Effects of functional microorganisms and environmental factors on CO2 and CH4 emissions in a typical floodplain lake system.

Abstract

Lakes are carbon dioxide (CO₂) and methane (CH₄) emission hotspots, whose associated flux is spatially variable. Many studies have investigated the impact of microorganisms and environmental factors on CO₂ and CH₄ emissions between different lakes. However, the carbon emissions and their influencing factors of different areas within a single lake remain poorly understood. Accordingly, this study investigates CO₂ and CH₄ emission heterogeneity in a large floodplain lake system and distribution characteristics of associated functional microorganisms. Findings show that mean CO₂ and CH₄ flux values in the sub lake area were 62.03 ± 24.21 mg/(m²·day) and 5.97 ± 3.2 µg/(m²·day), which were greater by factors of 1.78 and 2.96 compared to the water channel and the main lake area, respectively.
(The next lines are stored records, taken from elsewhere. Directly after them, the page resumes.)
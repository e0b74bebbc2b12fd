// Copyright 2025 the Airspace Authors
// SPDX-License-Identifier: Apache-2.0 OR MIT

//! Airspace Index: the two indices behind an airspace object store.
//!
//! - [`SkipList`]: records ordered by name, with lookup, removal, and inclusive
//!   range traversal. Node heights are drawn from a caller-supplied random source.
//! - [`Bintree`]: a region-splitting tree over a fixed world box for collision
//!   reports and box intersection queries.
//!
//! Both indices hold records as `Rc<R>` where `R: Record`. The skip list identifies a
//! record by name; the bintree by the `Rc` itself, so the same record can be shared
//! by both and removed from each independently.
//!
//! Coordinates are integers. Boxes intersect only with a positive overlap volume:
//! boxes that share a face do not intersect.
//!
//! # Example
//!
//! ```rust
//! use std::fmt;
//! use std::rc::Rc;
//!
//! use airspace_index::{Aabb3D, Bintree, Record, SkipList};
//! use rand::SeedableRng;
//! use rand::rngs::StdRng;
//!
//! struct Kite {
//!     name: String,
//!     bounds: Aabb3D,
//! }
//!
//! impl Record for Kite {
//!     fn name(&self) -> Option<&str> {
//!         Some(&self.name)
//!     }
//!     fn bounds(&self) -> Aabb3D {
//!         self.bounds
//!     }
//! }
//!
//! impl fmt::Display for Kite {
//!     fn fmt(&self, f: &mut fmt::Formatter<'_>) -> fmt::Result {
//!         write!(f, "Kite {} {}", self.name, self.bounds)
//!     }
//! }
//!
//! let mut names = SkipList::new(StdRng::seed_from_u64(7));
//! let mut space = Bintree::new(Aabb3D::cube(1024));
//!
//! for (name, x) in [("red", 0), ("blue", 5)] {
//!     let kite = Rc::new(Kite { name: name.into(), bounds: Aabb3D::new(x, 0, 0, 10, 10, 10) });
//!     assert!(names.insert(Rc::clone(&kite)));
//!     space.insert(kite);
//! }
//!
//! let ordered: Vec<_> = names.iter().map(|k| k.name.as_str()).collect();
//! assert_eq!(ordered, ["blue", "red"]);
//! assert_eq!(space.collisions().pairs().count(), 1);
//! assert_eq!(space.query(&Aabb3D::new(12, 0, 0, 4, 4, 4)).hits().count(), 1);
//! ```

#![no_std]

extern crate alloc;

pub mod bintree;
pub mod record;
pub mod skiplist;
pub mod types;

#[cfg(test)]
mod testing;

pub use bintree::{Bintree, CollisionReport, IntersectReport, LEAF_CAPACITY, NodeKind};
pub use record::{Record, cmp_names};
pub use skiplist::{MAX_LEVEL, SkipList};
pub use types::{Aabb3D, Axis, Sides};
// Copyright 2025 the Airspace Authors
// SPDX-License-Identifier: Apache-2.0 OR MIT

//! Store configuration.

use airspace_index::Aabb3D;

/// World size used when none is configured.
pub const DEFAULT_WORLD_SIZE: i64 = 1024;

/// Settings for an [`ObjectStore`](crate::ObjectStore).
///
/// With the `serde` feature, missing fields fall back to their defaults when
/// deserializing.
#[derive(Copy, Clone, Debug, PartialEq, Eq)]
#[cfg_attr(feature = "serde", derive(serde::Serialize, serde::Deserialize))]
#[cfg_attr(feature = "serde", serde(default))]
pub struct StoreConfig {
    /// Edge length of the cubic world anchored at the origin.
    pub world_size: i64,
    /// Seed for the name index's height generator (used by [`ObjectStore::seeded`](crate::ObjectStore::seeded)).
    pub seed: u64,
}

impl Default for StoreConfig {
    fn default() -> Self {
        Self {
            world_size: DEFAULT_WORLD_SIZE,
            seed: 0,
        }
    }
}

impl StoreConfig {
    /// Set the world edge length.
    #[must_use]
    pub const fn with_world_size(mut self, world_size: i64) -> Self {
        self.world_size = world_size;
        self
    }

    /// Set the seed.
    #[must_use]
    pub const fn with_seed(mut self, seed: u64) -> Self {
        self.seed = seed;
        self
    }

    /// The world volume every record must lie within.
    pub const fn world(&self) -> Aabb3D {
        Aabb3D::cube(self.world_size)
    }
}

#[cfg(test)]
mod tests {
    use super::*;

    #[test]
    fn builder_overrides_defaults() {
        let config = StoreConfig::default().with_world_size(64).with_seed(9);
        assert_eq!(config.world(), Aabb3D::new(0, 0, 0, 64, 64, 64));
        assert_eq!(config.seed, 9);
        assert_eq!(StoreConfig::default().world_size, DEFAULT_WORLD_SIZE);
    }

    #[cfg(feature = "serde")]
    #[test]
    fn partial_toml_uses_defaults() {
        let config: StoreConfig = toml::from_str("seed = 42").unwrap();
        assert_eq!(config, StoreConfig::default().with_seed(42));

        let config: StoreConfig = toml::from_str("world_size = 256\nseed = 1").unwrap();
        assert_eq!(config.world_size, 256);
    }
}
The alpha diversity of methanogens in the sub lake area was lower than that in the main lake and water channel areas. The abundance of methanogens in bottom water layer was higher compared with the middle and surface layers. Conversely, the abundance of methane (CH₄)-oxidizing bacteria in the surface layer was higher than that in the bottom layer. Additionally, the composition of methanogen and CH₄-oxidizing bacterial community, chlorophyll a (Chl-a), pH, total phosphorus (TP) and dissolved organic carbon (DOC) content constituted the dominate driving factors affecting lake C emissions. Results from this study can be used to improve our understanding of lake spatial heterogeneous of CO₂ and CH₄ emission and the driving mechanisms within floodplain lakes under the coupling effects of functional C microorganisms and environmental factors.